* [WORK INSTRUCTION]: Report how many lines in the records that follow have the word "into" in them, giving the number and nothing more.

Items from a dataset
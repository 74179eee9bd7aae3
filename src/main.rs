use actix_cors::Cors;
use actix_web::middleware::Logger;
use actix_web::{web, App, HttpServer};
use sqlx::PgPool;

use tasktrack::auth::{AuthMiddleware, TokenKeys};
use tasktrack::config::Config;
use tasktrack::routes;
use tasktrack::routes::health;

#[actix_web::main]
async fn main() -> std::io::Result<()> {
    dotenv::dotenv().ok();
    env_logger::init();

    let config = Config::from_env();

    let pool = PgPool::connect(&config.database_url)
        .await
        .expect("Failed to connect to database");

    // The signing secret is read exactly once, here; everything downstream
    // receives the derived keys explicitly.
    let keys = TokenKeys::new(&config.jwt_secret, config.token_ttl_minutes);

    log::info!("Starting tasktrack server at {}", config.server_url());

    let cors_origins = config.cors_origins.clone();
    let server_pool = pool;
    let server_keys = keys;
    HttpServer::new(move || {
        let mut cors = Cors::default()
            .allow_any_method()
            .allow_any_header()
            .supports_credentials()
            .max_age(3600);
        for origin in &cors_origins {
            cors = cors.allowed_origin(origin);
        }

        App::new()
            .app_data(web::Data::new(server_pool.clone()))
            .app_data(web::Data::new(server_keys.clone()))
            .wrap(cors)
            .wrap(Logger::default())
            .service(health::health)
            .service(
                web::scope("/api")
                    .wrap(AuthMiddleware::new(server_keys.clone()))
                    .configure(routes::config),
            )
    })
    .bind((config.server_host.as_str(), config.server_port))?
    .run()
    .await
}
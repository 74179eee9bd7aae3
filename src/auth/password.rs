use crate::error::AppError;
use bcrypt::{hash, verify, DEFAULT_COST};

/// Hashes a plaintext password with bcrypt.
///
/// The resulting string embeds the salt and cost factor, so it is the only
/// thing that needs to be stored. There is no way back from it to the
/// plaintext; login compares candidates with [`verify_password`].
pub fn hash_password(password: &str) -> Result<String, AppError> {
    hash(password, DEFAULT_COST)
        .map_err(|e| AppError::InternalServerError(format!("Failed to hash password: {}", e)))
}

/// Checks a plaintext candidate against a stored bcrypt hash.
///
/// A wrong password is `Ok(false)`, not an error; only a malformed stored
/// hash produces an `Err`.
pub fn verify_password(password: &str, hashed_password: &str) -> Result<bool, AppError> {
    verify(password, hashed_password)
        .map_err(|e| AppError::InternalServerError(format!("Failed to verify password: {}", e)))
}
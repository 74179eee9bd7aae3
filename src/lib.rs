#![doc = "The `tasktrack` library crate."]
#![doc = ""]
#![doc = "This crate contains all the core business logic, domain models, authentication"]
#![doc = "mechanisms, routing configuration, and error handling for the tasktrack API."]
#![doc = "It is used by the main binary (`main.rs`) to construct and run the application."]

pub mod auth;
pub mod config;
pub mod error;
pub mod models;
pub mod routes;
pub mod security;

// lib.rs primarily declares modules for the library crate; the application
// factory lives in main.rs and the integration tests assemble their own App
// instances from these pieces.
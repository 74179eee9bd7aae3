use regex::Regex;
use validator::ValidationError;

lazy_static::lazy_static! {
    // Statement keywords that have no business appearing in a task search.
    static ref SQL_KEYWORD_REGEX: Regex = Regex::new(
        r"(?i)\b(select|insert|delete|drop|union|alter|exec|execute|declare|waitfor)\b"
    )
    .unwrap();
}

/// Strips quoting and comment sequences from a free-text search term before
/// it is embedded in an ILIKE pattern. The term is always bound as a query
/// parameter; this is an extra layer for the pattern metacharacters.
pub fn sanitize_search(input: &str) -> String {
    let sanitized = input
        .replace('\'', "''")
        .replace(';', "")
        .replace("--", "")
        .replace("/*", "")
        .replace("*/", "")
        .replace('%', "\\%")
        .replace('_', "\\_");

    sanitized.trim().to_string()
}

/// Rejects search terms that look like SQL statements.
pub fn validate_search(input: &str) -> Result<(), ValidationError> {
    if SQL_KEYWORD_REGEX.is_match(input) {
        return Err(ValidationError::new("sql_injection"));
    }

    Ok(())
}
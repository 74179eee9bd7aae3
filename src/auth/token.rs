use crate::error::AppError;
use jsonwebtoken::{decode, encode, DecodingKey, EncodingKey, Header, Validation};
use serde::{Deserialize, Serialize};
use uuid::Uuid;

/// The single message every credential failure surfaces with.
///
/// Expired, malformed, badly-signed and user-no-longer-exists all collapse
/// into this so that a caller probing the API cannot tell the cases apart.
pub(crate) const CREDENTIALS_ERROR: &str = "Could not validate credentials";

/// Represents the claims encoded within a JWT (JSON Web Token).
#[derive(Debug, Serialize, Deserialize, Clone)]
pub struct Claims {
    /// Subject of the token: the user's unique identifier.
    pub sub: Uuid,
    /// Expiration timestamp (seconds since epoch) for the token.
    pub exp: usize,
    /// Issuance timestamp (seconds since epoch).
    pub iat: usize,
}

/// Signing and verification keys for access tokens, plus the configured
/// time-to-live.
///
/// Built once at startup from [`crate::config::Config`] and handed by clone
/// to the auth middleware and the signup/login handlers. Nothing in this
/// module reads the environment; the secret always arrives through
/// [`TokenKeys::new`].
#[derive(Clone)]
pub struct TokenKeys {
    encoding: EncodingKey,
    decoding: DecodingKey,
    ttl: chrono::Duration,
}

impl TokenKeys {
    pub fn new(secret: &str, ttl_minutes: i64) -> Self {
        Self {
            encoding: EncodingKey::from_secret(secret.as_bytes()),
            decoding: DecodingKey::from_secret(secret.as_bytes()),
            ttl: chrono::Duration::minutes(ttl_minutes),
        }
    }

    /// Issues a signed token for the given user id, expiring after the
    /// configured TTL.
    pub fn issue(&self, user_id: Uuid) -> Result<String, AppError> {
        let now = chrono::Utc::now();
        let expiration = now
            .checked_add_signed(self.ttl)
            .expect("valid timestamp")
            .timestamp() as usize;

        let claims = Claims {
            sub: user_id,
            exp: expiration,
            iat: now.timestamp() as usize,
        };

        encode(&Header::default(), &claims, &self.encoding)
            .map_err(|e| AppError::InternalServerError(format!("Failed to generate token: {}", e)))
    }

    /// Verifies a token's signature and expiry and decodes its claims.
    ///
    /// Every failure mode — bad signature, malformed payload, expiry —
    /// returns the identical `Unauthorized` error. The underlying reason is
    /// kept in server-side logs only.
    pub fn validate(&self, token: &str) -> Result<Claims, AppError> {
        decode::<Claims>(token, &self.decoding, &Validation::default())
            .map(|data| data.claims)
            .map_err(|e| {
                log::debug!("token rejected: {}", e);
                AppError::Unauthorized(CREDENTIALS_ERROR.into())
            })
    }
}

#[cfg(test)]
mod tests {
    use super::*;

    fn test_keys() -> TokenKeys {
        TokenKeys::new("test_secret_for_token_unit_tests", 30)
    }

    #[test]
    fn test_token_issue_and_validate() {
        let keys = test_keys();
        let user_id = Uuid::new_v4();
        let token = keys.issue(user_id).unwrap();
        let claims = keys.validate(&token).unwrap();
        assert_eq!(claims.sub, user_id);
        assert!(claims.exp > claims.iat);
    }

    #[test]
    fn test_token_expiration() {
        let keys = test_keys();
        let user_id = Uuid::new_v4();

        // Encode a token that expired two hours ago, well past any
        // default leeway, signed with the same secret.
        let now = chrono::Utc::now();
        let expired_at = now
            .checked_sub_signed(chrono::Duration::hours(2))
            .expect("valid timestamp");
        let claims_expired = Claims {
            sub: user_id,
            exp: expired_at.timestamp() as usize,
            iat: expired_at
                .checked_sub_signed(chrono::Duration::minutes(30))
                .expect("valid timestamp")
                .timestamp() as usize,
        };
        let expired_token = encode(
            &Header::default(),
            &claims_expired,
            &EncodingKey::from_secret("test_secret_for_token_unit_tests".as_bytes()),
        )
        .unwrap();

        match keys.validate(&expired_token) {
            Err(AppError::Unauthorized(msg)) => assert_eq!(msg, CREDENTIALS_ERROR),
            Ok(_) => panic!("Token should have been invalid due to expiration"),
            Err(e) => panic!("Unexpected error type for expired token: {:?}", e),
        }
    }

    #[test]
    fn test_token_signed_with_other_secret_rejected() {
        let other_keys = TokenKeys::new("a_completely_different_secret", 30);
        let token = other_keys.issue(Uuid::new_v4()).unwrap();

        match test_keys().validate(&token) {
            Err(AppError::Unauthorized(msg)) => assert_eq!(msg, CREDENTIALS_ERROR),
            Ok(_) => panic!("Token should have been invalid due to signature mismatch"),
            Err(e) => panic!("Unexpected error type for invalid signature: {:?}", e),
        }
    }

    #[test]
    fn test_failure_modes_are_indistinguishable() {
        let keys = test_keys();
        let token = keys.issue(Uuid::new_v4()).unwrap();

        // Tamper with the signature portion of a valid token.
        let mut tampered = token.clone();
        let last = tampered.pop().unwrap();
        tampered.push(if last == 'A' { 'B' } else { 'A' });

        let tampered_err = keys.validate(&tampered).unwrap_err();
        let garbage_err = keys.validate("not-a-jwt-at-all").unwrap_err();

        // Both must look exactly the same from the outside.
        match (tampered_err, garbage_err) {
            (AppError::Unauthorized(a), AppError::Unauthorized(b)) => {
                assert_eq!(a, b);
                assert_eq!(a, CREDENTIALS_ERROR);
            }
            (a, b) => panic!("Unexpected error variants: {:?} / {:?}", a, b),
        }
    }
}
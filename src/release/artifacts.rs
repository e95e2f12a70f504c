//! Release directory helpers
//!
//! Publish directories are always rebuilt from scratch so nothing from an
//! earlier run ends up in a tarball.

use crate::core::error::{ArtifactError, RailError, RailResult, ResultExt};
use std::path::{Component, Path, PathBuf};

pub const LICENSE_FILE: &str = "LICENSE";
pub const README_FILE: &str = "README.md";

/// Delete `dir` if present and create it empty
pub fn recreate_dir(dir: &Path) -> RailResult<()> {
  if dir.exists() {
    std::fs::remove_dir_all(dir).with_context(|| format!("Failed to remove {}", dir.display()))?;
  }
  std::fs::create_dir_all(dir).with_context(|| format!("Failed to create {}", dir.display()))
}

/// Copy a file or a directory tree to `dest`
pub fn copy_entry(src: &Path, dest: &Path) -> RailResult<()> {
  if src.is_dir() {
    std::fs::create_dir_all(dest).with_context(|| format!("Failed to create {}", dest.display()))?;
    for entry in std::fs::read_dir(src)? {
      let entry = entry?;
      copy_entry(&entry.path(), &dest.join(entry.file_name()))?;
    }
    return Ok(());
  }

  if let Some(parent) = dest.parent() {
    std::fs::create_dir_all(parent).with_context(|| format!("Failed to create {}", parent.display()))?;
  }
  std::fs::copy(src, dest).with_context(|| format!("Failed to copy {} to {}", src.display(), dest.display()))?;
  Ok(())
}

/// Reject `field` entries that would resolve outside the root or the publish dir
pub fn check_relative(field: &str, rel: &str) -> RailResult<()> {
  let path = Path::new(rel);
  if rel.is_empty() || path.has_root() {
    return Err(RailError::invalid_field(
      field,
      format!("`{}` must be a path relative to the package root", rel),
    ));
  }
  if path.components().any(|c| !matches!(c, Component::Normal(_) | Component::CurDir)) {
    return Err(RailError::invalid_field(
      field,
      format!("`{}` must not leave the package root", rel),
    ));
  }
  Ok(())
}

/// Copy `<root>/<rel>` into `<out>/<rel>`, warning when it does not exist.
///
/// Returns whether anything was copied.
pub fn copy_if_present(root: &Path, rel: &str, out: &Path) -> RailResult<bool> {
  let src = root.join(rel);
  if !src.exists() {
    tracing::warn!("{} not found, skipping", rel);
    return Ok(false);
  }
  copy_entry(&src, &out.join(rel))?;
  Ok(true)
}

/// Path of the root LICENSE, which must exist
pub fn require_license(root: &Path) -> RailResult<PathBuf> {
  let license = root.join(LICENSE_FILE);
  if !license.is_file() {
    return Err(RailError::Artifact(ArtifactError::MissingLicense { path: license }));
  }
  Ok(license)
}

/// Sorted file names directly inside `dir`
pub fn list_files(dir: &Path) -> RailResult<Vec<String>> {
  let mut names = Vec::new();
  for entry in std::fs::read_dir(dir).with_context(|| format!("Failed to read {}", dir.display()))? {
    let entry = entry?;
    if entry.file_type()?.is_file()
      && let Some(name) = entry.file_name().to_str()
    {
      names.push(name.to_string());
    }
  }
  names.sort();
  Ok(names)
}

* [RESULT]: 3